The project is important because only a limited number of community-based intervention studies have assessed the maintenance of behaviors more than two years after the research supported intervention has ended, and even fewer have actually intervened to sustain the program activities using a theoretical framework. The randomized controlled trial involves 20 current intervention worksites that will be randomized to maintenance intervention or control, and 20 current comparison worksites that will receive the intervention then also be randomized to maintenance or control. The worksite is the experimental unit, and the primary outcome measure is employees at tow time points: the new baseline and 24-month follow-up. Biological markers of fruit and vegetable intake will also be assessed in a sub-sample of employees. Fruit and vegetables are important for good health, but the mean intake in the U.S. remains less than the five servings daily recommended by the National Cancer Institute.

 

Worksites are good channels of dietary change and can be considered small communities where social environments can be changed to promote health. Indeed, both the original Seattle e5 a Day worksite program and preliminary results from the current Seattle 5 a Day worksite program, successfully increased average daily consumption by employees of fruit and vegetables by about one third of a serving size.

 

Specific Aims:

  1. 1.  Evaluate the effectiveness of an intervention to enhance the maintenance of dietary behavior change in worksites that have received the Seattle 5 a Day intervention program.
  1. 2.  Identify environmental factors in the worksite context that enhance or undermine the implementation of a program to sustain long-term maintenance of behavior change.
  2. 3.  Identify individual factors among employees that present barriers to or enhance the maintenance of long-term behavior change.

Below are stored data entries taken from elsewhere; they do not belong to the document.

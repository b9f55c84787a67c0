//! Entry-form drafts: field capture, validation, submission, reset.

use api_types::{PaymentMode, expense::NewExpenseRecord, service::NewServiceRecord};
use chrono::{Local, NaiveDate};

use crate::{
    ResultStore, StoreError,
    client::{Table, TableClient, TableError},
};

pub const MSG_REQUIRED_SERVICE: &str = "Please fill in required service fields.";
pub const MSG_REQUIRED_EXPENSE: &str = "Please fill in Date, Category, and Amount.";
pub const MSG_POSITIVE_AMOUNT: &str = "Amount must be a positive number.";
pub const MSG_BAD_DATE: &str = "Date must be in YYYY-MM-DD format.";

fn today() -> String {
    Local::now().date_naive().to_string()
}

/// Amount capture rule shared by both forms: an input that does not parse as
/// a finite float collapses to the empty-string sentinel, so the field stays
/// editable instead of holding a NaN.
fn capture_amount(raw: &str) -> String {
    if raw.trim().is_empty() {
        return String::new();
    }
    match raw.trim().parse::<f64>() {
        Ok(value) if value.is_finite() => raw.to_string(),
        _ => String::new(),
    }
}

fn parse_amount(raw: &str) -> Option<f64> {
    raw.trim().parse::<f64>().ok().filter(|value| value.is_finite())
}

fn parse_date(raw: &str) -> ResultStore<NaiveDate> {
    NaiveDate::parse_from_str(raw.trim(), "%Y-%m-%d")
        .map_err(|_| StoreError::Validation(MSG_BAD_DATE.to_string()))
}

fn positive_amount(raw: &str) -> ResultStore<f64> {
    parse_amount(raw)
        .filter(|value| *value > 0.0)
        .ok_or_else(|| StoreError::Validation(MSG_POSITIVE_AMOUNT.to_string()))
}

async fn insert_record<C: TableClient>(
    client: &C,
    table: Table,
    row: serde_json::Value,
) -> ResultStore<()> {
    match client.insert(table, row).await {
        Ok(()) => Ok(()),
        Err(TableError::NotConnected) => Err(StoreError::NotConnected),
        Err(err) => Err(StoreError::Backend(err.to_string())),
    }
}

/// Draft of a service job being composed.
#[derive(Clone, Debug, PartialEq)]
pub struct ServiceDraft {
    pub registration: String,
    pub service_type: String,
    pub notes: String,
    pub amount: String,
    pub payment_mode: PaymentMode,
    pub date_of_service: String,
}

impl ServiceDraft {
    pub fn new() -> Self {
        Self {
            registration: String::new(),
            service_type: String::new(),
            notes: String::new(),
            amount: String::new(),
            payment_mode: PaymentMode::default(),
            date_of_service: today(),
        }
    }

    pub fn set_amount(&mut self, raw: &str) {
        self.amount = capture_amount(raw);
    }

    pub fn amount_value(&self) -> Option<f64> {
        parse_amount(&self.amount)
    }

    fn validate(&self) -> ResultStore<(f64, NaiveDate)> {
        if self.registration.trim().is_empty()
            || self.service_type.is_empty()
            || self.date_of_service.trim().is_empty()
        {
            return Err(StoreError::Validation(MSG_REQUIRED_SERVICE.to_string()));
        }
        let amount = positive_amount(&self.amount)?;
        let date = parse_date(&self.date_of_service)?;
        Ok((amount, date))
    }

    /// Validates and normalizes the draft into an insert payload.
    pub fn build(&self, recorded_by: &str) -> ResultStore<NewServiceRecord> {
        let (amount, date_of_service) = self.validate()?;
        Ok(NewServiceRecord {
            registration_number: self.registration.trim().to_uppercase(),
            service_type: self.service_type.clone(),
            notes: self.notes.trim().to_string(),
            amount,
            payment_mode: self.payment_mode,
            date_of_service,
            recorded_by: recorded_by.to_string(),
        })
    }

    /// Validates, inserts exactly one row, and on success resets the draft
    /// while keeping the selected service type.
    pub async fn submit<C: TableClient>(
        &mut self,
        client: &C,
        recorded_by: &str,
    ) -> ResultStore<()> {
        let record = self.build(recorded_by)?;
        let row = serde_json::to_value(&record).map_err(|err| StoreError::Backend(err.to_string()))?;
        insert_record(client, Table::ServiceJobs, row).await?;
        self.reset();
        Ok(())
    }

    /// Back to defaults, preserving the dropdown selection so repeated
    /// entries of the same kind need no re-selection.
    pub fn reset(&mut self) {
        let service_type = std::mem::take(&mut self.service_type);
        *self = Self::new();
        self.service_type = service_type;
    }
}

impl Default for ServiceDraft {
    fn default() -> Self {
        Self::new()
    }
}

/// Draft of an expense being composed.
#[derive(Clone, Debug, PartialEq)]
pub struct ExpenseDraft {
    pub date_of_expense: String,
    pub category: String,
    pub description: String,
    pub amount: String,
}

impl ExpenseDraft {
    pub fn new() -> Self {
        Self {
            date_of_expense: today(),
            category: String::new(),
            description: String::new(),
            amount: String::new(),
        }
    }

    pub fn set_amount(&mut self, raw: &str) {
        self.amount = capture_amount(raw);
    }

    pub fn amount_value(&self) -> Option<f64> {
        parse_amount(&self.amount)
    }

    fn validate(&self) -> ResultStore<(f64, NaiveDate)> {
        if self.date_of_expense.trim().is_empty() || self.category.is_empty() {
            return Err(StoreError::Validation(MSG_REQUIRED_EXPENSE.to_string()));
        }
        let amount = positive_amount(&self.amount)?;
        let date = parse_date(&self.date_of_expense)?;
        Ok((amount, date))
    }

    pub fn build(&self, recorded_by: &str) -> ResultStore<NewExpenseRecord> {
        let (amount, date_of_expense) = self.validate()?;
        Ok(NewExpenseRecord {
            date_of_expense,
            category: self.category.clone(),
            description: self.description.trim().to_string(),
            amount,
            recorded_by: recorded_by.to_string(),
        })
    }

    pub async fn submit<C: TableClient>(
        &mut self,
        client: &C,
        recorded_by: &str,
    ) -> ResultStore<()> {
        let record = self.build(recorded_by)?;
        let row = serde_json::to_value(&record).map_err(|err| StoreError::Backend(err.to_string()))?;
        insert_record(client, Table::Expenses, row).await?;
        self.reset();
        Ok(())
    }

    /// Back to defaults, preserving the selected category.
    pub fn reset(&mut self) {
        let category = std::mem::take(&mut self.category);
        *self = Self::new();
        self.category = category;
    }
}

impl Default for ExpenseDraft {
    fn default() -> Self {
        Self::new()
    }
}

#[cfg(test)]
mod tests {
    use super::*;

    fn filled_service() -> ServiceDraft {
        let mut draft = ServiceDraft::new();
        draft.registration = "ka-01 ab 1234".to_string();
        draft.service_type = "Oil Change".to_string();
        draft.notes = "  replaced filter  ".to_string();
        draft.set_amount("450.50");
        draft
    }

    #[test]
    fn amount_capture_collapses_garbage_to_sentinel() {
        let mut draft = ServiceDraft::new();
        draft.set_amount("450.50");
        assert_eq!(draft.amount, "450.50");
        draft.set_amount("450.50x");
        assert_eq!(draft.amount, "");
        draft.set_amount("abc");
        assert_eq!(draft.amount, "");
        draft.set_amount("");
        assert_eq!(draft.amount, "");
        draft.set_amount("nan");
        assert_eq!(draft.amount, "");
    }

    #[test]
    fn build_normalizes_registration_and_notes() {
        let record = filled_service().build("garage-7-anon-user").unwrap();
        assert_eq!(record.registration_number, "KA-01 AB 1234");
        assert_eq!(record.notes, "replaced filter");
        assert_eq!(record.amount, 450.50);
        assert_eq!(record.recorded_by, "garage-7-anon-user");
    }

    #[test]
    fn missing_required_fields_reported_before_amount() {
        let mut draft = filled_service();
        draft.registration = "   ".to_string();
        draft.amount = String::new();
        assert_eq!(
            draft.build("u"),
            Err(StoreError::Validation(MSG_REQUIRED_SERVICE.to_string()))
        );
    }

    #[test]
    fn non_positive_amounts_rejected() {
        for raw in ["", "0", "-12.5", "not a number"] {
            let mut draft = filled_service();
            draft.set_amount(raw);
            assert_eq!(
                draft.build("u"),
                Err(StoreError::Validation(MSG_POSITIVE_AMOUNT.to_string())),
                "amount {raw:?}"
            );
        }
    }

    #[test]
    fn malformed_date_rejected() {
        let mut draft = filled_service();
        draft.date_of_service = "31-12-2026".to_string();
        assert_eq!(
            draft.build("u"),
            Err(StoreError::Validation(MSG_BAD_DATE.to_string()))
        );
    }

    #[test]
    fn reset_preserves_dropdown_selection_only() {
        let mut draft = filled_service();
        draft.reset();
        let mut expected = ServiceDraft::new();
        expected.service_type = "Oil Change".to_string();
        assert_eq!(draft, expected);
    }

    #[test]
    fn expense_requires_category_and_date() {
        let mut draft = ExpenseDraft::new();
        draft.set_amount("100");
        assert_eq!(
            draft.build("u"),
            Err(StoreError::Validation(MSG_REQUIRED_EXPENSE.to_string()))
        );
    }

    #[test]
    fn expense_reset_preserves_category() {
        let mut draft = ExpenseDraft::new();
        draft.category = "Utilities".to_string();
        draft.description = "power bill".to_string();
        draft.set_amount("1200");
        draft.reset();
        let mut expected = ExpenseDraft::new();
        expected.category = "Utilities".to_string();
        assert_eq!(draft, expected);
    }
}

In exploratory studies we aim to:

1.  Explore how genetic polymorphisms of bitter taste receptors may affect preferences for selected bitter-tasting vegetables and fruit. Taste preferences are a key determinant of food choices and are likely to influence the long-term maintenance of behavior change.

 

2.  Explore the interaction of the multiple levels of the biopsychosocial systems of taste preference, individual self-assessment and skills to maintain the consumption of F&V, and the social support of the worksite activities and social environment in the maintenance of behavior change.